Reducing overall household energy consumption through the application of information and communication technologies (ICT) can play an important role in the transformation towards sustainable consumption patterns, e.g. through the optimisation of energy-consuming processes. The challenge in the environmental assessment of ICT applications is to also consider their use-specific environmental effects, as these can be decisive for overall results. Using the example of smart heating, we therefore analyse the environmental performance of a sample of 375 smart home systems (SHS) in Germany and show how the life cycle assessment (LCA) can be extended to include various use-specific effects such as choice of products and individuals' behaviour when using the product. In an interdisciplinary study design, we combine life cycle modelling and behavioural science to systematically include use-specific parameters into the modelling, and to interweave these results with user characteristics such as sociodemographics and user motivation. Our results are heterogenous: For the impact category Climate Change (GWP) we find that having smart heating can lead to large savings in particular cases. On average, however, smart heating does not lead to significant benefits for GWP, but neither does it represent an additional burden. For Metal Depletion Potential (MDP), we find that smart heating is always an additional burden, as heating optimisation has almost no reduction potential for MDP. Our results have a wide range due to large differences in use patterns in the sample. Depending on the impact category, both number of devices of the SHS as well as heating temperature are decisive.
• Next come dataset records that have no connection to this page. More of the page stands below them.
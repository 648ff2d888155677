use scriptorium::model::Metadata;
use scriptorium::publish::{publish, rollback, PublishRequest, RollbackRequest};
use scriptorium::store::{InMemoryStore, StoragePort};
use std::sync::Arc;

fn store() -> Arc<dyn StoragePort> {
    Arc::new(InMemoryStore::new())
}

#[tokio::test]
async fn repeated_publish_token_returns_identical_response() {
    let store = store();
    let note = store
        .create_note("T".into(), "A".into(), Metadata::default())
        .await
        .unwrap();
    let collection = store.create_collection("c1".into(), None).await.unwrap();

    let req = || PublishRequest {
        note_id: note.id.clone(),
        collections: vec![collection.id.clone()],
        label: None,
        client_token: "same-key".into(),
    };

    let r1 = publish(&store, req()).await.unwrap();
    let r2 = publish(&store, req()).await.unwrap();
    assert_eq!(r1.version_id, r2.version_id);

    let history = store.list_versions(&note.id).await.unwrap();
    assert_eq!(history.len(), 1);
}

#[tokio::test]
async fn reusing_a_publish_token_for_rollback_conflicts() {
    let store = store();
    let note = store
        .create_note("T".into(), "A".into(), Metadata::default())
        .await
        .unwrap();
    let collection = store.create_collection("c1".into(), None).await.unwrap();

    let p = publish(
        &store,
        PublishRequest {
            note_id: note.id.clone(),
            collections: vec![collection.id],
            label: None,
            client_token: "shared".into(),
        },
    )
    .await
    .unwrap();

    let err = rollback(
        &store,
        RollbackRequest {
            note_id: note.id,
            target_version_id: p.version_id,
            client_token: "shared".into(),
        },
    )
    .await
    .unwrap_err();
    assert!(matches!(err, scriptorium::ScriptoriumError::Conflict(_)));
}

#[tokio::test]
async fn repeated_rollback_token_returns_identical_response() {
    let store = store();
    let note = store
        .create_note("T".into(), "A".into(), Metadata::default())
        .await
        .unwrap();
    let collection = store.create_collection("c1".into(), None).await.unwrap();
    let p = publish(
        &store,
        PublishRequest {
            note_id: note.id.clone(),
            collections: vec![collection.id],
            label: None,
            client_token: "t1".into(),
        },
    )
    .await
    .unwrap();

    let req = || RollbackRequest {
        note_id: note.id.clone(),
        target_version_id: p.version_id.clone(),
        client_token: "rollback-key".into(),
    };
    let r1 = rollback(&store, req()).await.unwrap();
    let r2 = rollback(&store, req()).await.unwrap();
    assert_eq!(r1.new_version_id, r2.new_version_id);

    let history = store.list_versions(&note.id).await.unwrap();
    assert_eq!(history.len(), 2);
}
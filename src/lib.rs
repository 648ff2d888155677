//! Scriptorium: a versioned knowledge repository.
//!
//! Authors edit notes as private drafts, publish immutable versions into
//! named collections, and readers query the published corpus for
//! extractive, citation-backed answers. See `DESIGN.md` for how this crate
//! is put together.

pub mod anchor;
pub mod api;
pub mod cli;
pub mod config;
pub mod error;
pub mod ids;
pub mod index;
pub mod model;
pub mod observability;
pub mod publish;
pub mod query;
pub mod store;
pub mod visibility;

use std::sync::Arc;

use tracing::info;

pub use config::Config;
pub use error::{Result, ScriptoriumError};

/// Everything a running instance needs: the shared entity store, the
/// derived search corpus, and the metrics sink. Cloning is cheap (every
/// field is already reference-counted or interior-mutable).
#[derive(Clone)]
pub struct AppState {
    pub store: Arc<dyn store::StoragePort>,
    pub corpus: Arc<index::Corpus>,
    pub metrics: Arc<observability::MetricsRegistry>,
    pub config: Arc<Config>,
}

impl AppState {
    pub fn new(config: Config) -> Self {
        let corpus = index::Corpus::new(config.chunker);
        Self {
            store: Arc::new(store::InMemoryStore::new()),
            corpus: Arc::new(corpus),
            metrics: Arc::new(observability::MetricsRegistry::new()),
            config: Arc::new(config),
        }
    }

    /// Drains the visibility outbox once. Intended to be called in a loop
    /// by a background task; exposed standalone so tests and the CLI can
    /// drive the pipeline deterministically without a timer.
    pub async fn pump_visibility_once(&self) -> Result<visibility::DrainReport> {
        visibility::drain_and_commit(
            &self.store,
            &self.corpus,
            &self.metrics,
            self.config.visibility_policy,
            64,
        )
        .await
    }

    /// Spawns the background visibility worker, looping `pump_visibility_once`
    /// with a short idle sleep between empty drains.
    pub fn spawn_visibility_worker(self: &Arc<Self>) -> tokio::task::JoinHandle<()> {
        let state = Arc::clone(self);
        tokio::spawn(async move {
            info!("visibility worker started");
            loop {
                match state.pump_visibility_once().await {
                    Ok(report) if report.committed == 0 && report.parked == 0 => {
                        tokio::time::sleep(std::time::Duration::from_millis(50)).await;
                    }
                    Ok(_) => {}
                    Err(err) => {
                        tracing::error!(%err, "visibility worker iteration failed");
                        tokio::time::sleep(std::time::Duration::from_millis(200)).await;
                    }
                }
            }
        })
    }
}

/// Installs the global tracing subscriber exactly once per process.
pub fn install_tracing_subscriber() {
    static INIT: std::sync::Once = std::sync::Once::new();
    INIT.call_once(|| {
        let filter = tracing_subscriber::EnvFilter::try_from_default_env()
            .unwrap_or_else(|_| tracing_subscriber::EnvFilter::new("info"));
        tracing_subscriber::fmt().with_env_filter(filter).init();
    });
}
use scriptorium::model::Metadata;
use scriptorium::publish::{publish, PublishRequest};
use scriptorium::store::{InMemoryStore, StoragePort};
use std::sync::Arc;

fn store() -> Arc<dyn StoragePort> {
    Arc::new(InMemoryStore::new())
}

#[tokio::test]
async fn restoring_a_snapshot_undoes_later_mutations() {
    let store = store();
    let note = store
        .create_note("T".into(), "A".into(), Metadata::default())
        .await
        .unwrap();
    let collection = store.create_collection("c1".into(), None).await.unwrap();
    publish(
        &store,
        PublishRequest {
            note_id: note.id.clone(),
            collections: vec![collection.id.clone()],
            label: None,
            client_token: "t1".into(),
        },
    )
    .await
    .unwrap();

    let snapshot = store.create_snapshot("workspace".into(), None).await.unwrap();

    let second_note = store
        .create_note("Second".into(), "B".into(), Metadata::default())
        .await
        .unwrap();
    store.create_collection("c2".into(), None).await.unwrap();

    assert!(store.get_note(&second_note.id).await.is_ok());

    store.restore_snapshot(&snapshot.id).await.unwrap();

    assert!(store.get_note(&second_note.id).await.is_err());
    assert!(store.get_note(&note.id).await.is_ok());
    assert!(store.get_collection_by_name("c2").await.unwrap().is_none());
    assert!(store.get_collection_by_name("c1").await.unwrap().is_some());
}

#[tokio::test]
async fn snapshots_list_in_creation_order_and_are_deletable() {
    let store = store();
    let s1 = store.create_snapshot("workspace".into(), Some("first".into())).await.unwrap();
    let s2 = store.create_snapshot("workspace".into(), Some("second".into())).await.unwrap();

    let listed = store.list_snapshots().await.unwrap();
    assert_eq!(listed.iter().map(|s| s.id.clone()).collect::<Vec<_>>(), vec![s1.id.clone(), s2.id.clone()]);

    store.delete_snapshot(&s1.id).await.unwrap();
    let listed = store.list_snapshots().await.unwrap();
    assert_eq!(listed.len(), 1);
    assert_eq!(listed[0].id, s2.id);
}

#[tokio::test]
async fn restoring_a_missing_snapshot_is_not_found() {
    let store = store();
    let err = store
        .restore_snapshot(&scriptorium::ids::Id::new(scriptorium::ids::IdKind::Snapshot))
        .await
        .unwrap_err();
    assert!(matches!(err, scriptorium::ScriptoriumError::NotFound { .. }));
}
Regression analysis of our assessment results with user characteristics shows that differences in MDP and GWP of SHS size can be explained by income, and, in addition, differences in GWP of net heating energy savings can be explained by user motivation. Our results thus underline that the standard scenarios for user behaviour assumed in LCA modelling should be well justified. Future interdisciplinary research should further explore the links between use-specific approaches in LCA and users' environmental behaviour and motivation.